Some approaches perceive the folding process to be a dynamical event, so that an understanding of protein folding can be obtained only by recourse to theories of the dynamics of proteins in the cellular environment. If protein folding proceeds with the aid of chaperone molecules (Angier, 1992), the complexity of the theoretical description increases significantly because of the requirement to treat the protein, the chaperone, the solvent, and their mutual interactions. Nevertheless, the theoretical and computational challenges are rather similar to those posed by a description of the unassisted protein folding that is discussed here. Thus, an important emerging area of study involves the description of protein dynamics (McCammon and Harvey, 1989). Studies of protein dynamics resort to the use either of simplifying models (Bryngelson and Wolynes, 1990; Sasai and Wolynes, 1990) or of complicated realistic molecular potential functions.
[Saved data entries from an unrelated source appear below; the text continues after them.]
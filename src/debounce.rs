use std::time::{Duration, Instant};

/// Cooldown gate that collapses a burst of matching log lines into a single
/// remediation trigger.
///
/// A single USB attach typically produces several kernel messages that all
/// match the printer tokens. The gate accepts the first match and rejects
/// every later one until strictly more than the cooldown has elapsed since
/// the last accepted match.
#[derive(Debug)]
pub struct DebounceGate {
    cooldown: Duration,
    last_trigger: Option<Instant>,
}

impl DebounceGate {
    /// Create a gate with the given cooldown window.
    ///
    /// # Arguments
    ///
    /// * `cooldown_seconds` - Cooldown window in seconds. Must be finite and
    ///   non-negative; [`Config::load`] validates this before construction.
    ///
    /// [`Config::load`]: crate::config::Config::load
    pub fn new(cooldown_seconds: f64) -> Self {
        Self {
            cooldown: Duration::from_secs_f64(cooldown_seconds),
            last_trigger: None,
        }
    }

    /// Whether a match observed at `now` should trigger remediation.
    ///
    /// The first match always triggers. A later match triggers only when the
    /// elapsed time since the last accepted match exceeds the cooldown; a
    /// match landing exactly on the boundary is still suppressed.
    pub fn should_trigger(&self, now: Instant) -> bool {
        match self.last_trigger {
            None => true,
            Some(last) => now.duration_since(last) > self.cooldown,
        }
    }

    /// Record an accepted match at `now`.
    ///
    /// The watcher records before starting remediation, so time spent on a
    /// slow restart counts against the next cooldown window.
    pub fn record_trigger(&mut self, now: Instant) {
        self.last_trigger = Some(now);
    }
}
Simplified models sacrifice many protein-specific details in order to provide understanding of generic properties of protein dynamics, whereas the potential functions are so complicated and computationally expensive that their use is limited to following the dynamics of rather simple proteins for rather short times. However, many facets of protein dynamics are specific to sequence and structure and occur on time scales that are long compared to those accessible from molecular dynamics simulations. Thus, there is a need for developing new theoretical concepts and methods to enable the treatment of long-time protein dynamics using the most realistic available molecular potential functions (Karplus and McCammon, 1983). By long-time dynamics is meant molecular dynamics calculations involving time scales much longer than current computational facilities allow.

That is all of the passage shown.